Metcalfe Michael J, Petros Firas G, Rao Priya, Mork Maureen E, Xiao Lianchun, Broaddus Russell R, Matin Surena F
Department of Urology, University of Texas M. D. Anderson Cancer Center, Houston, Texas.
Department of Pathology, University of Texas M. D. Anderson Cancer Center, Houston, Texas.
J Urol. 2018 Jan;199(1):60-65. doi: 10.1016/j.juro.2017.08.002. Epub 2017 Aug 7.
Patients with Lynch syndrome are at risk for upper tract urothelial carcinoma. We sought to identify the incidence and most reliable means of point of care screening for Lynch syndrome in patients with upper tract urothelial carcinoma.
A total of 115 consecutive patients with upper tract urothelial carcinoma without a history of Lynch syndrome were universally screened during followup from January 2013 through July 2016. We evaluated patient and family history using AMS (Amsterdam criteria) I and II, and tumor immunohistochemistry for mismatch repair proteins and microsatellite instability. Patients who were positive for AMS I/II, microsatellite instability or immunohistochemistry were classified as potentially having Lynch syndrome and referred for clinical genetic analysis and counseling. Patients with known Lynch syndrome served as positive controls.

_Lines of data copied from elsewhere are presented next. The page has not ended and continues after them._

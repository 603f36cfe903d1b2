//! Shopfront Commerce: catalog, review, order and checkout workflows.
//!
//! Services are generic over the repository traits in `shopfront-core`
//! and never talk to the database directly.

pub mod catalog;
pub mod checkout;
pub mod orders;
pub mod reviews;

pub use catalog::{CatalogService, ProductDraft};
pub use checkout::{CheckoutService, PaymentCallback, VerificationOutcome};
pub use orders::OrderService;
pub use reviews::{ReviewOutcome, ReviewService};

Of the 115 patients 16 (13.9%) screened positive for potential Lynch syndrome. Of these patients 7.0% met AMS II criteria, 11.3% had loss of at least 1 mismatch repair protein and 6.0% had high microsatellite instability. All 16 patients were referred for germline testing, 9 completed genetic analysis and counseling, and 6 were confirmed to have Lynch syndrome. All 7 patients with upper tract urothelial carcinoma who had a known history of Lynch syndrome were positive for AMS II criteria and at least a single mismatch repair protein loss while 5 of 6 had high microsatellite instability.
We identified 13.9% of upper tract urothelial carcinoma cases as potential Lynch syndrome and 5.2% as confirmed Lynch syndrome at the point of care. These findings have important implications for universal screening of upper tract urothelial carcinoma, representing one of the highest rates of undiagnosed genetic disease in a urological cancer.
林奇综合征患者有发生上尿路尿路上皮癌的风险。我们试图确定上尿路尿路上皮癌患者中林奇综合征即时护理筛查的发生率及最可靠方法。
2013年1月至2016年7月随访期间,对115例无林奇综合征病史的连续性上尿路尿路上皮癌患者进行了全面筛查。我们使用阿姆斯特丹标准(AMS)I和II评估患者及其家族史,并对肿瘤进行错配修复蛋白免疫组化和微卫星不稳定性检测。AMS I/II、微卫星不稳定性或免疫组化呈阳性的患者被分类为可能患有林奇综合征,并被转诊进行临床基因分析和咨询。已知林奇综合征的患者作为阳性对照。
115例患者中,16例(13.9%)筛查出可能患有林奇综合征。其中,7.0%符合AMS II标准,11.3%至少有1种错配修复蛋白缺失,6.0%有高微卫星不稳定性。所有16例患者均被转诊进行种系检测,9例完成了基因分析和咨询,6例被确诊为林奇综合征。所有7例有林奇综合征已知病史的上尿路尿路上皮癌患者AMS II标准呈阳性,且至少有1种错配修复蛋白缺失,而6例中有5例有高微卫星不稳定性。
我们在即时护理中确定13.9%的上尿路尿路上皮癌病例为可能的林奇综合征,5.2%为确诊的林奇综合征。这些发现对上尿路尿路上皮癌的全面筛查具有重要意义,代表了泌尿生殖系统癌症中未诊断出的遗传疾病的最高发生率之一。